I’m Jeff, your local pest control guy.
If you’re asking, “Are ticks active in winter around here?” you’re not crazy. You’re paying attention.
Because in New England, winter isn’t one steady block of deep-freeze. Thaws happen. Sunny 45° days show up. Some winters even toss us that weird week where the snow melts, the yard turns muddy, and everybody ends up outside anyway.

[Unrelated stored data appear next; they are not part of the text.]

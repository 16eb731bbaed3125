//! CLI argument definitions.

use std::path::PathBuf;

use clap::{Parser, Subcommand, ValueEnum};
use clap_verbosity_flag::{Verbosity, WarnLevel};
use colorchoice_clap::Color;

#[derive(Parser)]
#[command(
    name = "collate",
    version,
    about = "Match records across two collections",
    long_about = "Compare two JSON collection files and report which records \
                  refer to the same entity.\n\n\
                  Matching runs in tiers (exact id, exact key, normalized key, \
                  fuzzy) and surfaces near-ties for manual review instead of \
                  guessing."
)]
pub struct Cli {
    #[command(subcommand)]
    pub command: Command,

    /// Adjust log verbosity (-v for info, -vv for debug, -q for silence).
    #[command(flatten)]
    pub verbosity: Verbosity<WarnLevel>,

    /// Control ANSI color output (auto, always, never).
    #[command(flatten)]
    pub color: Color,

    /// Log output format (pretty for humans, json for machine parsing).
    #[arg(
        long = "log-format",
        value_enum,
        default_value = "pretty",
        global = true
    )]
    pub log_format: LogFormatArg,

    /// Write logs to a file instead of stderr.
    #[arg(long = "log-file", value_name = "PATH", global = true)]
    pub log_file: Option<PathBuf>,
}

#[derive(Subcommand)]
pub enum Command {
    /// Compare two collection files and print the match report.
    Compare(CompareArgs),

    /// Print the default match configuration as JSON.
    DefaultConfig,
}

#[derive(Parser)]
pub struct CompareArgs {
    /// Left collection (JSON array of records).
    #[arg(value_name = "LEFT")]
    pub left: PathBuf,

    /// Right collection (JSON array of records).
    #[arg(value_name = "RIGHT")]
    pub right: PathBuf,

    /// Match configuration file (JSON); defaults to the built-in
    /// title/year/platform schema.
    #[arg(long = "config", value_name = "PATH")]
    pub config: Option<PathBuf>,

    /// Write the full comparison result as JSON to this path.
    #[arg(long = "report", value_name = "PATH")]
    pub report: Option<PathBuf>,

    /// Print a per-field similarity breakdown for every matched pair.
    #[arg(long = "explain")]
    pub explain: bool,

    /// List unmatched records instead of only counting them.
    #[arg(long = "show-unmatched")]
    pub show_unmatched: bool,
}

#[derive(Debug, Clone, Copy, ValueEnum)]
pub enum LogFormatArg {
    Pretty,
    Compact,
    Json,
}
#![deny(unsafe_code)]

//! Data model for the collate collection matching engine.
//!
//! Records, field specs, matching configuration, and result types shared by
//! the engine and its callers. The engine itself lives in `collate-match`.

pub mod config;
pub mod error;
pub mod outcome;
pub mod record;

pub use config::{DEFAULT_NUMERIC_TOLERANCE, FieldKind, FieldSpec, MatchConfig, TextMetric};
pub use error::{MatchError, Result};
pub use outcome::{
    ComparisonResult, ComparisonSummary, ConfidenceLevel, ConfidenceThresholds, MatchCandidate,
    MatchTier, MatchedPair,
};
pub use record::{FieldValue, Record};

Yes—ticks can be active in winter in our area. It’s not every day, and it’s nothing like June. Still, if temperatures pop above freezing and the ground isn’t locked under hard snow or solid ice, certain ticks can wake up and go looking for a host.

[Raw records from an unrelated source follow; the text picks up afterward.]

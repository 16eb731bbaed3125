//! Logging setup via `tracing` and `tracing-subscriber`.
//!
//! The engine emits structured events (`debug!` per tier, `warn!` for
//! excluded fields); this module routes them to stderr or a log file in the
//! format the user asked for.

use std::fs::OpenOptions;
use std::io;
use std::path::PathBuf;

use tracing::level_filters::LevelFilter;
use tracing_subscriber::{
    EnvFilter, fmt, layer::SubscriberExt, registry, util::SubscriberInitExt,
};

/// Log output format.
#[derive(Debug, Clone, Copy, Default, PartialEq, Eq)]
pub enum LogFormat {
    /// Human-readable output with colors.
    #[default]
    Pretty,
    /// Compact single-line output.
    Compact,
    /// JSON lines for machine parsing.
    Json,
}

/// Configuration for logging behavior.
#[derive(Debug, Clone)]
pub struct LogConfig {
    pub level_filter: LevelFilter,
    /// When true, `RUST_LOG` overrides `level_filter`.
    pub use_env_filter: bool,
    pub format: LogFormat,
    pub with_ansi: bool,
    /// Write logs to this file instead of stderr.
    pub log_file: Option<PathBuf>,
}

impl Default for LogConfig {
    fn default() -> Self {
        Self {
            level_filter: LevelFilter::WARN,
            use_env_filter: true,
            format: LogFormat::default(),
            with_ansi: true,
            log_file: None,
        }
    }
}

/// Initializes the global subscriber once at startup.
///
/// # Errors
///
/// Returns an error when the log file cannot be opened.
pub fn init_logging(config: &LogConfig) -> io::Result<()> {
    let filter = build_env_filter(config);
    if let Some(path) = &config.log_file {
        let file = OpenOptions::new().create(true).append(true).open(path)?;
        install(config, filter, file);
    } else {
        install(config, filter, io::stderr);
    }
    Ok(())
}

fn install<W>(config: &LogConfig, filter: EnvFilter, writer: W)
where
    W: for<'writer> fmt::MakeWriter<'writer> + Send + Sync + 'static,
{
    match config.format {
        LogFormat::Json => {
            let layer = fmt::layer().json().with_writer(writer).with_target(true);
            registry().with(filter).with(layer).init();
        }
        LogFormat::Compact => {
            let layer = fmt::layer()
                .compact()
                .with_writer(writer)
                .with_ansi(config.with_ansi)
                .with_target(false)
                .without_time();
            registry().with(filter).with(layer).init();
        }
        LogFormat::Pretty => {
            let layer = fmt::layer()
                .with_writer(writer)
                .with_ansi(config.with_ansi)
                .with_target(false)
                .without_time();
            registry().with(filter).with(layer).init();
        }
    }
}

/// `RUST_LOG` wins when present and env filtering is enabled; otherwise the
/// configured level applies everywhere.
fn build_env_filter(config: &LogConfig) -> EnvFilter {
    if config.use_env_filter
        && let Ok(filter) = EnvFilter::try_from_default_env()
    {
        return filter;
    }
    EnvFilter::new(config.level_filter.to_string().to_lowercase())
}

If you live in Newbury, MA, those mild winter afternoons can feel like a gift. Dog walk. Quick yard cleanup. Maybe a little fresh air just because you can. Then later that night… you do a “just in case” tick check and find something you didn’t expect.
That surprise is what this is about.
Let me walk you through what’s really happening, why it happens, and what you should do about it—without turning this into a science class.
What “winter tick activity” actually means
Most people file ticks under “summer bugs.” That makes total sense. Summer is when you feel them. Shorts come out. People sit on the grass. Kids tumble around with the dog. Suddenly, you notice everything.
Winter changes the routine. Boots go on. Coats get zipped. Yards get quieter.
Ticks don’t vanish, though.
Instead, winter tick activity shows up in a few sneaky, real-life ways:
- On mild-day dog walks, you can end up doing a surprise tick check later that night.
- Sunny hikes in late winter (or early spring) can still lead to a bite.
- Even a firewood run, brush cleanup, or woodpile shuffle can bring one inside without anyone realizing it.
That’s why winter tick risk feels odd. It’s not constant. Opportunistic is the better word.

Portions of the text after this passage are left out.